Some alerts originate from sources where a direct link cannot be provided (such as dark web sources). In these cases, a screenshot of the source is included so you can still review the reported content.
Will I be notified every time a new alert is detected?
Yes. Account administrators receive both an email notification and an in-app notification for each new breach alert. You'll also be notified if an existing alert is updated with new published information. Additional notification preferences will be available in future updates.
Can I customize which alerts I receive notifications for?
Not at this time. In the current version, all breach alerts generate notifications for account administrators. Customizable notification preferences are planned for a future release.
Does disabling monitoring delete my previous alerts?
No. Disabling monitoring stops new alerts from being generated, but your existing alert history for that vendor is preserved.
Is Vendor Monitoring included in my current plan?
Vendor Monitoring is an add-on feature. If you're unsure whether it's included in your plan, check with your Customer Success Manager or visit the Plan Overview section in Admin Tools.

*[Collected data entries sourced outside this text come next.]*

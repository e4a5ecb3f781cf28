//! # Circuit Inputs
//!
//! Inputs arrive as a JSON object mapping signal names to values. A value is
//! an integer (JSON number or numeric string, decimal or `0x` hexadecimal,
//! possibly negative) or an array of values nested to any depth. Declaration
//! order is preserved; arrays stay nested until assignment, where they are
//! flattened depth-first.

use num_bigint::{BigInt, BigUint, Sign};
use num_traits::Num;
use serde_json::Value;

use crate::error::{Result, SpecError};

/// Value tree of a single named input
#[derive(Clone, Debug, PartialEq, Eq)]
pub enum InputValue {
    Scalar(BigInt),
    Array(Vec<InputValue>),
}

impl InputValue {
    /// Flatten into scalars, depth-first, left to right
    pub fn flatten(&self) -> Vec<BigInt> {
        let mut out = Vec::new();
        self.flatten_into(&mut out);
        out
    }

    fn flatten_into(&self, out: &mut Vec<BigInt>) {
        match self {
            InputValue::Scalar(v) => out.push(v.clone()),
            InputValue::Array(items) => {
                for item in items {
                    item.flatten_into(out);
                }
            }
        }
    }

    /// Number of scalars after flattening
    pub fn len(&self) -> usize {
        match self {
            InputValue::Scalar(_) => 1,
            InputValue::Array(items) => items.iter().map(InputValue::len).sum(),
        }
    }

    pub fn is_empty(&self) -> bool {
        self.len() == 0
    }

    /// Convert a parsed JSON value
    pub fn from_json(value: &Value) -> Result<Self> {
        match value {
            Value::Number(n) => parse_integer(&n.to_string()).map(InputValue::Scalar),
            Value::String(s) => parse_integer(s).map(InputValue::Scalar),
            Value::Array(items) => items
                .iter()
                .map(InputValue::from_json)
                .collect::<Result<Vec<_>>>()
                .map(InputValue::Array),
            other => Err(SpecError::MalformedInput(format!(
                "expected an integer or an array, found {other}"
            ))),
        }
    }
}

impl From<BigInt> for InputValue {
    fn from(v: BigInt) -> Self {
        InputValue::Scalar(v)
    }
}

impl From<i64> for InputValue {
    fn from(v: i64) -> Self {
        InputValue::Scalar(BigInt::from(v))
    }
}

impl<T: Into<InputValue>> From<Vec<T>> for InputValue {
    fn from(items: Vec<T>) -> Self {
        InputValue::Array(items.into_iter().map(Into::into).collect())
    }
}

/// A named circuit input
#[derive(Clone, Debug, PartialEq, Eq)]
pub struct Input {
    pub name: String,
    pub value: InputValue,
}

impl Input {
    pub fn new(name: impl Into<String>, value: impl Into<InputValue>) -> Self {
        Self {
            name: name.into(),
            value: value.into(),
        }
    }
}

/// Parse a JSON object of inputs, keeping declaration order
pub fn parse_inputs(text: &str) -> Result<Vec<Input>> {
    let root: Value = serde_json::from_str(text)?;
    let Value::Object(entries) = root else {
        return Err(SpecError::MalformedInput(
            "inputs must be a JSON object".to_string(),
        ));
    };

    entries
        .iter()
        .map(|(name, value)| {
            let value = InputValue::from_json(value).map_err(|e| match e {
                SpecError::MalformedInput(msg) => {
                    SpecError::MalformedInput(format!("input `{name}`: {msg}"))
                }
                other => other,
            })?;
            Ok(Input {
                name: name.clone(),
                value,
            })
        })
        .collect()
}

/// Parse an integer literal: optional sign, then decimal or `0x` hex digits
///
/// Only plain ASCII digits are accepted after the prefix; no inner signs and
/// no `_` separators.
pub fn parse_integer(text: &str) -> Result<BigInt> {
    let trimmed = text.trim();
    let (sign, unsigned) = match trimmed.strip_prefix('-') {
        Some(rest) => (Sign::Minus, rest),
        None => (Sign::Plus, trimmed.strip_prefix('+').unwrap_or(trimmed)),
    };

    let (radix, digits) = match unsigned
        .strip_prefix("0x")
        .or_else(|| unsigned.strip_prefix("0X"))
    {
        Some(hex) => (16, hex),
        None => (10, unsigned),
    };

    let well_formed = !digits.is_empty() && digits.chars().all(|c| c.is_digit(radix));
    let magnitude = well_formed
        .then(|| BigUint::from_str_radix(digits, radix).ok())
        .flatten()
        .ok_or_else(|| SpecError::MalformedInput(format!("`{text}` is not an integer")))?;

    Ok(BigInt::from_biguint(sign, magnitude))
}
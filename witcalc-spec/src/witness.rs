//! Witness rendering
//!
//! The JSON form is an array of base-10 strings with no whitespace:
//! `["1","33","3","11"]`. The binary form is whatever the guest lays out,
//! `n64` little-endian 64-bit words per element.

use num_bigint::BigUint;
use serde::ser::{Serialize, SerializeSeq, Serializer};

use crate::error::{Result, SpecError};

/// Serializes a witness as a sequence of decimal strings
#[derive(Clone, Copy, Debug)]
pub struct WitnessJson<'a>(pub &'a [BigUint]);

impl Serialize for WitnessJson<'_> {
    fn serialize<S: Serializer>(&self, serializer: S) -> std::result::Result<S::Ok, S::Error> {
        let mut seq = serializer.serialize_seq(Some(self.0.len()))?;
        for value in self.0 {
            seq.serialize_element(&value.to_str_radix(10))?;
        }
        seq.end()
    }
}

/// Render a witness as compact JSON
pub fn witness_to_json(witness: &[BigUint]) -> Result<String> {
    Ok(serde_json::to_string(&WitnessJson(witness))?)
}

/// Split a binary witness into elements of `n64` little-endian words
///
/// No domain conversion is applied; this is only meaningful when the guest
/// wrote its buffer in plain form.
pub fn decode_binary_witness(bytes: &[u8], n64: usize) -> Result<Vec<BigUint>> {
    let width = n64 * 8;
    if width == 0 || bytes.len() % width != 0 {
        return Err(SpecError::MalformedInput(format!(
            "binary witness of {} bytes is not a multiple of {width}",
            bytes.len()
        )));
    }
    Ok(bytes.chunks(width).map(BigUint::from_bytes_le).collect())
}
//! Signal name hashing
//!
//! Compiled circuits address top-level signals by the 64-bit FNV-1a hash of
//! their name (offset basis `0xcbf29ce484222325`), passed to the guest as two
//! 32-bit halves.

use fnv::FnvHasher;
use std::hash::Hasher;

/// FNV-1a 64-bit offset basis
pub const FNV_OFFSET_BASIS: u64 = 0xcbf2_9ce4_8422_2325;

/// Hash of a signal name, split the way the guest expects it
#[derive(Clone, Copy, Debug, PartialEq, Eq, Hash)]
pub struct SignalHash {
    pub msb: u32,
    pub lsb: u32,
}

impl SignalHash {
    pub fn of(name: &str) -> Self {
        Self::from_u64(fnv_hash(name))
    }

    pub fn from_u64(hash: u64) -> Self {
        Self {
            msb: (hash >> 32) as u32,
            lsb: hash as u32,
        }
    }

    pub fn to_u64(self) -> u64 {
        ((self.msb as u64) << 32) | self.lsb as u64
    }
}

/// 64-bit FNV-1a over the UTF-8 bytes of `name`
pub fn fnv_hash(name: &str) -> u64 {
    let mut hasher = FnvHasher::with_key(FNV_OFFSET_BASIS);
    hasher.write(name.as_bytes());
    hasher.finish()
}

Does Whistic Vendor Monitoring distinguish between confirmed and alleged breaches, similar to BitSight or RecordFuture?
Whistic's breach alerts are not raw, unverified signals. Our system employs a human review process — before a breach alert is surfaced in Vendor Monitoring, a human analyst has reviewed the evidence and determined there is sufficient basis to warrant action. This means you are not chasing automated, unconfirmed noise.
Does that mean every breach alert I receive has been verified by a person?
Yes. Unlike fully automated threat feeds that may surface unconfirmed or alleged incidents, our system's process includes human validation before an alert is raised. The alert reaching you has cleared a human review threshold.
How does this compare to the "confirmed" label used by BitSight or RecordFuture?
The intent is similar — both approaches aim to reduce noise by filtering out unsubstantiated alerts. While Whistic does not currently display an explicit "confirmed" vs. "alleged" label in the UI, the underlying data is already held to a human-verified standard before it reaches you. A roadmap enhancement to surface that confirmation status visibly in the alert UI is something we can explore based on customer feedback.
Is Vendor Monitoring breach notification data available in Whistic's reporting?
No. Breach notification data is not included in Whistic's reporting module. Users can view breach notifications directly from the Vendor Monitoring dashboard. To export data, use the Actions drop-down on the dashboard — this provides the same view and export options available in the product.
What can I edit or change on a breach notification?
Currently, the only field you can modify on a breach notification is the Review Status. No other fields are editable at this time. In future versions, users will have the ability to add a reason when overriding breach notification information, providing better audit context for status changes.
Is there a way to add notes or comments to a breach notification?
There is no dedicated notes field on breach notifications. However, Issues can be used to house comments and additional context related to a breach.